→ Listed entries:
-- Opening Marker --
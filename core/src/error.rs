//! Error types and handling for hostlens core

use std::time::Duration;
use thiserror::Error;

/// Result type alias for hostlens operations
pub type Result<T> = std::result::Result<T, Error>;

/// Main error type for hostlens core
#[derive(Error, Debug)]
pub enum Error {
    /// Condition and compilation errors
    #[error("Search error: {0}")]
    Search(#[from] SearchError),

    /// Remote execution errors
    #[error("Execution error: {0}")]
    Exec(#[from] ExecError),

    /// Record decoding errors
    #[error("Parse error: {0}")]
    Parse(#[from] ParseError),

    /// Configuration-related errors
    #[error("Configuration error: {0}")]
    Config(#[from] ConfigError),

    /// IO errors
    #[error("IO error: {0}")]
    Io(#[from] std::io::Error),

    /// Generic error with message
    #[error("{0}")]
    Generic(String),
}

/// Errors raised before any remote cost is incurred
#[derive(Error, Debug)]
pub enum SearchError {
    #[error("Invalid argument: {message}")]
    InvalidArgument { message: String },

    #[error("Unsupported condition for {flavor}: {message}")]
    UnsupportedCondition { flavor: String, message: String },

    #[error("Not found: {key}")]
    NotFound { key: String },
}

/// Errors raised by the execution channel
#[derive(Error, Debug)]
pub enum ExecError {
    #[error("Command timed out after {}ms: {command}", elapsed.as_millis())]
    Timeout {
        command: String,
        elapsed: Duration,
        partial_output: String,
    },

    #[error("Transport failure running '{command}': {message}")]
    TransportFailure { command: String, message: String },
}

/// A single record could not be decoded
#[derive(Error, Debug, Clone, PartialEq, Eq)]
pub enum ParseError {
    #[error("Malformed record '{line}': {reason}")]
    Malformed { line: String, reason: String },

    #[error("Truncated record: {reason}")]
    Truncated { reason: String },
}

/// Configuration-specific errors
#[derive(Error, Debug)]
pub enum ConfigError {
    #[error("Failed to load settings: {0}")]
    Load(#[from] config::ConfigError),
}

impl Error {
    /// Build an invalid-argument error
    pub fn invalid_argument<S: Into<String>>(message: S) -> Self {
        SearchError::InvalidArgument {
            message: message.into(),
        }
        .into()
    }

    /// Build an unsupported-condition error for a flavor
    pub fn unsupported<F: Into<String>, S: Into<String>>(flavor: F, message: S) -> Self {
        SearchError::UnsupportedCondition {
            flavor: flavor.into(),
            message: message.into(),
        }
        .into()
    }

    /// Build a transport failure for a command
    pub fn transport<C: Into<String>, S: ToString>(command: C, cause: S) -> Self {
        ExecError::TransportFailure {
            command: command.into(),
            message: cause.to_string(),
        }
        .into()
    }

    /// Whether this error is an execution timeout
    pub fn is_timeout(&self) -> bool {
        matches!(self, Error::Exec(ExecError::Timeout { .. }))
    }

    /// Whether this error rejects a condition the flavor cannot express
    pub fn is_unsupported(&self) -> bool {
        matches!(
            self,
            Error::Search(SearchError::UnsupportedCondition { .. })
        )
    }

    /// Whether this error is a failed exact-key lookup
    pub fn is_not_found(&self) -> bool {
        matches!(self, Error::Search(SearchError::NotFound { .. }))
    }
}

impl From<config::ConfigError> for Error {
    fn from(err: config::ConfigError) -> Self {
        Error::Config(ConfigError::Load(err))
    }
}

impl From<String> for Error {
    fn from(msg: String) -> Self {
        Error::Generic(msg)
    }
}

impl From<&str> for Error {
    fn from(msg: &str) -> Self {
        Error::Generic(msg.to_string())
    }
}
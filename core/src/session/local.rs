//! Session on the local machine, backed by child processes

use super::{AccessMode, CommandResult, Session, LOCALHOST};
use crate::error::{Error, Result};
use async_trait::async_trait;
use parking_lot::Mutex;
use std::io::ErrorKind;
use std::path::{Path, PathBuf};
use std::process::Stdio;
use std::sync::Arc;
use tokio::io::{AsyncBufRead, AsyncBufReadExt, AsyncRead, BufReader};
use tokio::process::Command;
use tokio::time::{timeout, Duration, Instant};
use tracing::debug;

/// Shell used to interpret commands
#[derive(Debug, Clone)]
pub struct ShellConfig {
    pub program: String,
    pub args: Vec<String>,
}

impl ShellConfig {
    pub fn posix() -> Self {
        Self {
            program: "/bin/sh".to_string(),
            args: vec!["-c".to_string()],
        }
    }

    pub fn powershell() -> Self {
        Self {
            program: "powershell.exe".to_string(),
            args: vec![
                "-NoProfile".to_string(),
                "-NonInteractive".to_string(),
                "-Command".to_string(),
            ],
        }
    }

    pub fn is_powershell(&self) -> bool {
        let program = self.program.to_ascii_lowercase();
        program.contains("powershell") || program.contains("pwsh")
    }
}

impl Default for ShellConfig {
    fn default() -> Self {
        if cfg!(target_os = "windows") {
            Self::powershell()
        } else {
            Self::posix()
        }
    }
}

/// A [`Session`] that runs everything on this machine
#[derive(Debug, Clone)]
pub struct LocalSession {
    shell: ShellConfig,
    working_directory: Option<PathBuf>,
    workspace: Option<PathBuf>,
    /// Loaded modules as (name, source), imported ahead of each command
    modules: Arc<Mutex<Vec<(String, String)>>>,
}

impl LocalSession {
    pub fn new() -> Self {
        Self {
            shell: ShellConfig::default(),
            working_directory: None,
            workspace: None,
            modules: Arc::new(Mutex::new(Vec::new())),
        }
    }

    pub fn with_shell(mut self, shell: ShellConfig) -> Self {
        self.shell = shell;
        self
    }

    pub fn with_working_directory<P: Into<PathBuf>>(mut self, dir: P) -> Self {
        self.working_directory = Some(dir.into());
        self
    }

    pub fn with_workspace<P: Into<PathBuf>>(mut self, dir: P) -> Self {
        self.workspace = Some(dir.into());
        self
    }

    /// `command` preceded by an import of every loaded module
    fn script(&self, command: &str) -> String {
        let modules = self.modules.lock();
        let mut script = String::new();
        for (name, source) in modules.iter() {
            script.push_str(&format!(
                "New-Module -Name {} -ScriptBlock {{\n{}\n}} | Import-Module; ",
                name, source
            ));
        }
        script.push_str(command);
        script
    }
}

impl Default for LocalSession {
    fn default() -> Self {
        Self::new()
    }
}

#[async_trait]
impl Session for LocalSession {
    fn hostname(&self) -> &str {
        LOCALHOST
    }

    fn delimiter(&self) -> char {
        std::path::MAIN_SEPARATOR
    }

    fn workspace(&self) -> Option<&Path> {
        self.workspace.as_deref()
    }

    async fn temp_dir(&self) -> Result<String> {
        Ok(std::env::temp_dir().to_string_lossy().into_owned())
    }

    async fn load_module(&self, name: &str, source: &str) -> Result<()> {
        if !self.shell.is_powershell() {
            return Err(Error::invalid_argument(format!(
                "{} cannot load PowerShell module {}",
                self.shell.program, name
            )));
        }
        let mut modules = self.modules.lock();
        modules.retain(|(loaded, _)| loaded != name);
        modules.push((name.to_string(), source.to_string()));
        debug!(module = name, "module registered");
        Ok(())
    }

    async fn execute(&self, command: &str, budget: Duration) -> Result<CommandResult> {
        let start_time = Instant::now();

        let mut cmd = Command::new(&self.shell.program);
        cmd.args(&self.shell.args).arg(self.script(command));

        if let Some(working_dir) = &self.working_directory {
            cmd.current_dir(working_dir);
        }

        cmd.stdin(Stdio::null())
            .stdout(Stdio::piped())
            .stderr(Stdio::piped())
            .kill_on_drop(true);

        let mut child = cmd.spawn().map_err(|e| Error::transport(command, e))?;
        let stdout = child.stdout.take().ok_or("Failed to capture stdout")?;
        let stderr = child.stderr.take().ok_or("Failed to capture stderr")?;

        let mut stdout_reader = BufReader::new(stdout);
        let mut stderr_reader = BufReader::new(stderr);
        let mut stdout_text = String::new();
        let mut stderr_text = String::new();

        let result = timeout(budget, async {
            let (out, err) = tokio::join!(
                drain(&mut stdout_reader, &mut stdout_text),
                drain(&mut stderr_reader, &mut stderr_text)
            );
            out?;
            err?;
            let status = child.wait().await?;
            Ok::<i32, std::io::Error>(status.code().unwrap_or(-1))
        })
        .await;

        let duration_ms = start_time.elapsed().as_millis() as u64;

        match result {
            Ok(Ok(exit_code)) => Ok(CommandResult {
                exit_code,
                stdout: stdout_text,
                stderr: stderr_text,
                duration_ms,
                timed_out: false,
            }),
            Ok(Err(e)) => Err(Error::transport(command, e)),
            Err(_) => {
                // Kill the process if it's still running
                let _ = child.kill().await;
                debug!(command, duration_ms, "local command timed out");

                Ok(CommandResult {
                    exit_code: -1,
                    stdout: stdout_text,
                    stderr: stderr_text,
                    duration_ms,
                    timed_out: true,
                })
            }
        }
    }

    async fn exists(&self, path: &str, _mode: AccessMode) -> Result<bool> {
        Ok(tokio::fs::try_exists(path).await?)
    }

    async fn length(&self, path: &str, _mode: AccessMode) -> Result<u64> {
        Ok(tokio::fs::metadata(path).await?.len())
    }

    async fn is_directory(&self, path: &str, _mode: AccessMode) -> Result<bool> {
        match tokio::fs::metadata(path).await {
            Ok(meta) => Ok(meta.is_dir()),
            Err(e) if e.kind() == ErrorKind::NotFound => Ok(false),
            Err(e) => Err(e.into()),
        }
    }

    async fn open(&self, path: &str, _mode: AccessMode) -> Result<Box<dyn AsyncRead + Send + Unpin>> {
        let file = tokio::fs::File::open(path).await?;
        Ok(Box::new(file))
    }

    async fn delete(&self, path: &str) -> Result<()> {
        tokio::fs::remove_file(path).await?;
        Ok(())
    }
}

/// Read a stream to its end, keeping whatever arrived if interrupted
async fn drain<R: AsyncBufRead + Unpin>(reader: &mut R, sink: &mut String) -> std::io::Result<()> {
    let mut buffer = Vec::new();
    loop {
        buffer.clear();
        if reader.read_until(b'\n', &mut buffer).await? == 0 {
            return Ok(());
        }
        sink.push_str(&String::from_utf8_lossy(&buffer));
    }
}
-- Closing Marker --
→ The task: Please copy every line from the entries that includes the word "modules".

→ Solution to this exercise:
    /// Loaded modules as (name, source), imported ahead of each command
    modules: Arc<Mutex<Vec<(String, String)>>>,
            modules: Arc::new(Mutex::new(Vec::new())),
        let modules = self.modules.lock();
        for (name, source) in modules.iter() {
        let mut modules = self.modules.lock();
        modules.retain(|(loaded, _)| loaded != name);
        modules.push((name.to_string(), source.to_string()));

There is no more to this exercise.